Therapy dogs helping people near mudslide express grief

ARLINGTON -- Dozens of rescue dogs are helping in the search for victims.

It's not an easy task. Their legs are shorter than humans, so they get dirtier and they're in greater danger of getting sucked down in the mud.

Their handlers are making sure they get lots of breaks and regular baths.

But they are not the only dogs making a difference. Therapy dogs are providing silent comfort to people who are having a hard time expressing their pain.

“I see it a lot at work, you don’t know how to feel,” Arlington resident Eugen Istrate said.

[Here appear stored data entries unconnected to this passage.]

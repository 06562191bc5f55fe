//! Amazon S3 backend for `s3://bucket/key` paths.
//!
//! `makedirs` and `rmdir` are no-ops: S3 has no directories, a prefix exists
//! only while objects live under it. Recursive `remove` deletes every object
//! under the prefix.

use super::object::{DirOps, Layout, ObjectDriver};
use crate::registry::BuildContext;
use crate::{BackendKind, Driver, FsError, Registry};

/// The S3 backend.
pub const S3: BackendKind = BackendKind::new("s3", "s3", true, true, build);

fn build(ctx: BuildContext<'_>) -> Result<Box<dyn Driver>, FsError> {
    Ok(Box::new(ObjectDriver::new(
        "s3",
        Layout::Bucket,
        DirOps::NoOp,
        ctx.connect()?,
    )))
}

/// Register the backend for `s3`.
pub fn register(registry: &Registry) {
    registry.register("s3", S3);
}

That’s where therapy dogs come in.

“That is what’s absolutely amazingly phenomenal when we partner in this way,” said Green Cross Academy of Traumatology President Mary Schoenfeldt.

Therapy dogs are specially trained for crisis and they can pinpoint humans in stress.

“The dog is actually able to connect with people when another human cannot connect,” handler Raquel Lackey said.

They become the bridge connecting a person in need with the appropriate resources.

“All of our dogs have different stress signals,” Lackey said.

A team of four dogs and their handlers are on the front lines of the mudslide, schools and fire departments. Their sensitivity is helping people cope the psychological nightmare.

“No one could reach her," Lackey said of one woman. "She was not making any eye contact with anybody until she locked eyes on Bungee, my chocolate Lab. She sat down with him and broke down, then we got her speaking to tell us what she needed."

Therapy dogs have been used in a lot of disasters, including Sandy Hook and Hurricane Katrina.